The Upper Peninsula of Michigan is mirroring what is being witnessed across much of the United States—that there is a devastating ammo shortage and getting back to normal will take months or even years.
Broadcast station WLUC, which serves the Central and Western Upper Peninsula of Michigan, recently reported that at the Lake Michigan Armory in Chocolay Township, “ammo supply is very low, and some customers are traveling all over just to find some.”
“I have people from Iowa, Indiana, and all around the country coming in, asking for ammo,” store manager Scott Shimon said.
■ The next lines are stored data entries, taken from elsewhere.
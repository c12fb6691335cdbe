//! Error type shared by the analysis core.
//!
//! Insufficient data and empty results are values, not errors. Only the
//! conditions below are surfaced to callers.

use thiserror::Error;

#[derive(Debug, Error, PartialEq)]
pub enum AnalysisError {
    #[error("length mismatch: expected {expected} values, got {actual}")]
    LengthMismatch { expected: usize, actual: usize },

    #[error("invalid value {value} for threshold '{name}'")]
    InvalidThreshold { name: String, value: f64 },

    #[error("unknown threshold '{name}'")]
    UnknownThreshold { name: String },

    #[error("invalid parameter '{name}': {reason}")]
    InvalidParameter { name: String, reason: String },

    #[error("malformed cost record: {reason}")]
    MalformedRecord { reason: String },
}

pub type Result<T, E = AnalysisError> = std::result::Result<T, E>;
“They’re basically traveling just buying ammo anywhere,” he added.
Shimon noted that the problem isn’t with the factories themselves but people who are all too eager to buy online once they are available.
“I have a customer at least every day that comes into our shop and just can’t believe that we don’t have a common .30-06 or a .30-.30 ammo on the shelf,” he said.
Similar issues are being seen at Wilderness Sports in Ishpeming.
“There’s a lot of stuff out there that we will not probably receive,” sales manager Ryan Pizziola claimed.
“So, people are having to make a few changes as far as calibers and shot for their shotguns and weights for their hunting rifles,” he continued.
Pizziola was able to pinpoint that the lack of available lead is leading to the ongoing ammo shortage.
“Most of the ammo manufacturers actually use used lead from car batteries,” he said.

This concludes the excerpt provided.